The controversy of providing a "lifetime income" option is drawing heated debate. The Obama Administration's Request for Information ("RFI") proposes guidance on its rule making to mandate a lifetime income annuity arrangement at retirement. Advisors should get up to speed. Here is a little context on this, click here
Failure of asset linked retirement plans
During the past few years, we have commented on the risks in retirement. These comments were directed at the fallacies of what we now call the "Law" of Future Returns. Asset growth within the U.S. throughout the past decades has been nothing short of phenomenal. This asset growth has been slammed by the "Great Recession." Some forecast that we may be entering a period of decline. Retirees who linked their retirement security to asset growth are now rethinking that strategy. Unless the country returns to fiscal responsibility, the potential costs of paying unprecedented debts will burden society and stifle growth. If growth is stifled, then goods and services will be provided by those countries that are able to manufacture at far lower cost than in the U. S. Will the auto manufacturers regain world dominance? I just don't know the answer to that question.
Homes as retirement plans
The American Dream is to own a home, retire at 60, own a retirement home in Florida, and play golf. Many have been able to live that dream. Many are unable to imagine that dream ever becoming reality. Housing will ultimately recover, and home prices will stabilize and grow once again. Housing is not a speculative means to retirement wealth. Losses in home equity have crushed many retirement plans based upon leverage. Mortgaging one's home as part of a retirement plan may now be a necessity via reverse mortgages. America has mortgaged its retirement. Literally.
Common sense and cash
It will take time to repair huge losses and damaged asset pools for current retirees. Lifestyles will be forced to change in a painful process. Many have withdrawn assets from the stock market only to miss the rebound. This only adds to wealth disparity. Both retail and institutional cash balances in money market funds tracked by the Federal Reserve grew from $8.241 trillion on December 31, 2008 to $8.524 trillion as of December 31, 2009. Money only appears to have been modestly redirected back into the market. More important is growth in savings deposits at banks and thrifts from $4.112 trillion on December 31, 2008 to $4.849 trillion on December 31, 2009.1
Clearly, people have become savers, even at the lowest rates in history. The mantra "cash is king" has taken hold for a while.
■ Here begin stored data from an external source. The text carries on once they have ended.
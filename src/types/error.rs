use thiserror::Error;

#[derive(Error, Debug)]
pub enum AppError {
    #[error("Registry error: {0}")]
    Registry(String),

    #[error("Enrichment error: {0}")]
    Enrichment(String),

    #[error("Render error: {0}")]
    Render(String),

    #[error("Could not create config file: {0}")]
    Create(String),

    #[error("Could not write config file: {0}")]
    Write(String),

    #[error("Reload error: {0}")]
    Reload(String),

    #[error("Proxy error: {0}")]
    Proxy(String),

    #[error("Invalid configuration: {0}")]
    Config(String),

    #[error("IO error: {0}")]
    Io(String),

    #[error("Internal error: {0}")]
    Internal(String),
}

pub type Result<T> = std::result::Result<T, AppError>;

impl AppError {
    /// Errors that retrying cannot fix: a broken renderer or a destination we
    /// cannot even create files in.
    pub fn is_integrity(&self) -> bool {
        matches!(self, AppError::Render(_) | AppError::Create(_))
    }
}

impl From<serde_yaml::Error> for AppError {
    fn from(e: serde_yaml::Error) -> Self {
        AppError::Render(e.to_string())
    }
}

impl From<anyhow::Error> for AppError {
    fn from(e: anyhow::Error) -> Self {
        AppError::Internal(e.to_string())
    }
}

impl From<std::io::Error> for AppError {
    fn from(e: std::io::Error) -> Self {
        AppError::Io(e.to_string())
    }
}
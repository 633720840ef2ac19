pub mod checks;
pub mod config;
pub mod lifecycle;
pub mod metrics;
pub mod proxy;
pub mod registry;
pub mod reload;
pub mod server;
pub mod sync;
pub mod types;

#[cfg(test)]
pub mod test_utils;

pub use config::{AppConfig, AppState};
pub use types::error::{AppError, Result};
What's this got to do with SPIAs?
SPIAs are capital efficient engines that pay for lifetime and are a form of insurance. SPIAs are priced by gender, age, and health. One size does not fit all. Functionally, SPIAs pay systematic principal and interest. Survival beyond life expectancy is an assured risk taken by the insurer. SPIAs can be likened to a private pension or a private Social Security plan. And since they are private plans, they can be customized to achieve a number of personal objectives, including providing for legacy interests through refund provisions.
We have attempted to share concepts regarding the efficiency of a SPIA contract in delivering income. The Taxable Equivalent Yield Power Index(TM) table below illustrates the very high comparable bond equivalent yield necessary to generate an equal dollar of spendable annuity income. Understanding these principles will assist in counseling clients on how to arrange lifetime income solutions with SPIAs.
As the need for retirement income security grows, individuals will seek alternatives. A SPIA answers many consumer needs. We now know there is no "Law" of Future Returns.
Lifetime SPIAs are insurance. Positioning assets to provide lifetime incomes is still an art. Financial advisors need to help their clients to arrange for appropriate solutions, including annuitization.
Spread Analyzer results for The Bellersen TEq Yield Power IndexJ
illustrate SPIA cash flows on a taxable equivalent yield basis. This is a clear picture of SPIA yield power.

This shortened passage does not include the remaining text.